_What you should do_
Please report every line of the listing below that has the word "Severity" in it.

_Input for this task_
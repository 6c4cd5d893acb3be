//! Normal mode: motions, operators and mode entry.

use modex_buffer::{Position, TextBuffer, motion};

use crate::CoreResult;
use crate::keymap::{Action, KeyPress, Keymap};
use crate::state::{EditorState, Mode, Register, Severity};

use super::Transition;

/// Pulls the cursor back onto the last character; Normal mode never rests
/// on the end-of-line position.
pub(super) fn settle(buffer: &TextBuffer, pos: Position) -> Position {
    let pos = buffer.clamp(pos);
    pos.with_column(pos.column.min(motion::last_normal_column(buffer, pos.line)))
}

/// Where a motion action moves the cursor, or `None` for non-motions.
///
/// `visual` lets `l` and `$` reach the end-of-line position.
pub(super) fn motion_target(state: &EditorState, action: Action, visual: bool) -> Option<Position> {
    if !action.is_motion() {
        return None;
    }
    let buffer = &state.buffer;
    let pos = state.cursor;
    let page = state.viewport.height;
    let target = match action {
        Action::MoveLeft => motion::left(buffer, pos),
        Action::MoveRight => motion::right(buffer, pos, visual),
        Action::MoveUp => motion::up(buffer, pos, 1),
        Action::MoveDown => motion::down(buffer, pos, 1),
        Action::WordForward => motion::word_forward(buffer, pos),
        Action::WordBackward => motion::word_backward(buffer, pos),
        Action::WordEnd => motion::word_end(buffer, pos),
        Action::LineStart => motion::line_start(pos),
        Action::LineEnd => motion::line_end(buffer, pos, visual),
        Action::FirstLine => motion::first_line(buffer),
        Action::LastLine => motion::last_line(buffer),
        Action::PageDown => motion::down(buffer, pos, page),
        Action::PageUp => motion::up(buffer, pos, page),
        _ => return None,
    };
    Some(target)
}

pub(super) fn handle(
    state: &mut EditorState,
    keymap: &Keymap,
    key: &KeyPress,
) -> CoreResult<Transition> {
    let Some(action) = keymap.action_for(key) else {
        return Ok(Transition::Ignored);
    };
    tracing::trace!("Normal {} -> {}", key, action);

    if let Some(target) = motion_target(state, action, false) {
        state.cursor = settle(&state.buffer, target);
        return Ok(Transition::Handled);
    }

    match action {
        Action::DeleteChar => {
            let (edit, removed) = state.buffer.delete_char(state.cursor)?;
            if let Some(text) = removed {
                state.register = Some(Register::charwise(text));
            }
            state.commit(edit);
        }
        Action::DeleteLine => {
            let (edit, removed) = state.buffer.delete_line(state.cursor.line)?;
            state.register = Some(Register::linewise(removed));
            state.commit(edit);
        }
        Action::YankLine => {
            state.buffer.check_line(state.cursor.line)?;
            let line = state.buffer.line(state.cursor.line).unwrap_or_default();
            state.register = Some(Register::linewise(line));
        }
        Action::PutAfter => put(state, true)?,
        Action::PutBefore => put(state, false)?,
        Action::Undo => step_history(state, false),
        Action::Redo => step_history(state, true),
        Action::InsertBefore => {
            state.set_mode(Mode::Insert);
        }
        Action::InsertLineStart => {
            state.cursor = motion::line_start(state.cursor);
            state.set_mode(Mode::Insert);
        }
        Action::Append => {
            state.cursor = motion::right(&state.buffer, state.cursor, true);
            state.set_mode(Mode::Insert);
        }
        Action::AppendLineEnd => {
            state.cursor = motion::line_end(&state.buffer, state.cursor, true);
            state.set_mode(Mode::Insert);
        }
        Action::OpenBelow | Action::OpenAbove => {
            let below = action == Action::OpenBelow;
            let edit = state.buffer.open_line(state.cursor.line, below)?;
            // Enter Insert first so the new line joins the insert session's
            // undo step
            state.set_mode(Mode::Insert);
            state.commit(edit);
        }
        Action::VisualMode => {
            state.set_mode(Mode::Visual);
        }
        Action::CommandMode => {
            state.set_mode(Mode::Command);
        }
        _ => return Ok(Transition::Ignored),
    }

    if state.mode == Mode::Normal {
        state.cursor = settle(&state.buffer, state.cursor);
    }
    Ok(Transition::Handled)
}

/// `u` / `<C-r>`, warning at either end of the history.
pub(super) fn step_history(state: &mut EditorState, redo: bool) {
    if redo {
        if !state.redo() {
            state.set_status("Already at newest change", Severity::Warning);
        }
    } else if !state.undo() {
        state.set_status("Already at oldest change", Severity::Warning);
    }
}

/// `p` / `P`: linewise registers go below/above the line, charwise ones
/// after/at the cursor.
fn put(state: &mut EditorState, after: bool) -> CoreResult<()> {
    let Some(register) = state.register.clone() else {
        state.set_status("E353: Nothing in register", Severity::Warning);
        return Ok(());
    };

    let edit = if register.linewise {
        let lines: Vec<String> = register.text.split('\n').map(str::to_string).collect();
        state.buffer.put_lines(state.cursor.line, &lines, after)?
    } else {
        let len = state.buffer.line_len(state.cursor.line);
        let column = if after && len > 0 {
            (state.cursor.column + 1).min(len)
        } else {
            state.cursor.column
        };
        let mut edit = state
            .buffer
            .insert_text(state.cursor.with_column(column), &register.text)?;
        // Rest on the last pasted character
        edit.cursor.column = edit.cursor.column.saturating_sub(1);
        edit
    };
    state.commit(edit);
    Ok(())
}

#[cfg(test)]
mod tests {
    use super::*;

    fn run(state: &mut EditorState, keys: &str) {
        let keymap = Keymap::new();
        for key in KeyPress::parse_sequence(keys) {
            handle(state, &keymap, &key).unwrap();
        }
    }

    fn state(text: &str) -> EditorState {
        let mut state = EditorState::default();
        state.load(None, text);
        state
    }

    #[test]
    fn test_motions_stay_on_last_char() {
        let mut s = state("abc\nde");
        run(&mut s, "$");
        assert_eq!(s.cursor(), Position::new(0, 2));
        run(&mut s, "j");
        assert_eq!(s.cursor(), Position::new(1, 1));
        run(&mut s, "l");
        assert_eq!(s.cursor(), Position::new(1, 1));
        run(&mut s, "g");
        assert_eq!(s.cursor(), Position::ZERO);
        run(&mut s, "G");
        assert_eq!(s.cursor(), Position::new(1, 0));
    }

    #[test]
    fn test_word_motions() {
        let mut s = state("foo bar_1 baz");
        run(&mut s, "w");
        assert_eq!(s.cursor(), Position::new(0, 3));
        run(&mut s, "w");
        assert_eq!(s.cursor(), Position::new(0, 4));
        run(&mut s, "e");
        assert_eq!(s.cursor(), Position::new(0, 8));
        run(&mut s, "b");
        assert_eq!(s.cursor(), Position::new(0, 4));
    }

    #[test]
    fn test_delete_and_put_line() {
        let mut s = state("one\ntwo\nthree");
        run(&mut s, "dp");
        assert_eq!(s.lines(), ["two", "one", "three"]);
        assert_eq!(s.cursor(), Position::new(1, 0));
        assert!(s.register().unwrap().linewise);
    }

    #[test]
    fn test_x_then_put() {
        let mut s = state("abc");
        run(&mut s, "x");
        assert_eq!(s.lines(), ["bc"]);
        assert_eq!(s.register(), Some(&Register::charwise("a")));
        run(&mut s, "p");
        assert_eq!(s.lines(), ["bac"]);
        assert_eq!(s.cursor(), Position::new(0, 1));
    }

    #[test]
    fn test_yank_does_not_modify() {
        let mut s = state("abc\ndef");
        run(&mut s, "yP");
        assert_eq!(s.lines(), ["abc", "abc", "def"]);
        assert_eq!(s.history().undo_count(), 1);
    }

    #[test]
    fn test_put_with_empty_register_warns() {
        let mut s = state("abc");
        run(&mut s, "p");
        assert_eq!(s.status().unwrap().severity, Severity::Warning);
        assert!(!s.is_modified());
    }

    #[test]
    fn test_undo_redo_boundaries() {
        let mut s = state("abc");
        run(&mut s, "u");
        assert_eq!(s.status().unwrap().text, "Already at oldest change");
        run(&mut s, "<C-r>");
        assert_eq!(s.status().unwrap().text, "Already at newest change");
        assert_eq!(s.lines(), ["abc"]);
        assert!(!s.is_modified());
    }

    #[test]
    fn test_mode_entry_positions() {
        let mut s = state("abc");
        run(&mut s, "A");
        assert_eq!((s.mode(), s.cursor()), (Mode::Insert, Position::new(0, 3)));

        let mut s = state("abc");
        run(&mut s, "la");
        assert_eq!(s.cursor(), Position::new(0, 2));

        let mut s = state("abc");
        run(&mut s, "$I");
        assert_eq!(s.cursor(), Position::new(0, 0));
    }

    #[test]
    fn test_open_line_above() {
        let mut s = state("abc");
        run(&mut s, "O");
        assert_eq!(s.lines(), ["", "abc"]);
        assert_eq!(s.mode(), Mode::Insert);
        assert_eq!(s.cursor(), Position::ZERO);
    }

    #[test]
    fn test_unbound_key_is_ignored() {
        let mut s = state("abc");
        let result = handle(&mut s, &Keymap::new(), &KeyPress::char('z')).unwrap();
        assert_eq!(result, Transition::Ignored);
    }
}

_Output for this exercise_
use crate::state::{EditorState, Mode, Register, Severity};
            state.set_status("Already at newest change", Severity::Warning);
        state.set_status("Already at oldest change", Severity::Warning);
        state.set_status("E353: Nothing in register", Severity::Warning);
        assert_eq!(s.status().unwrap().severity, Severity::Warning);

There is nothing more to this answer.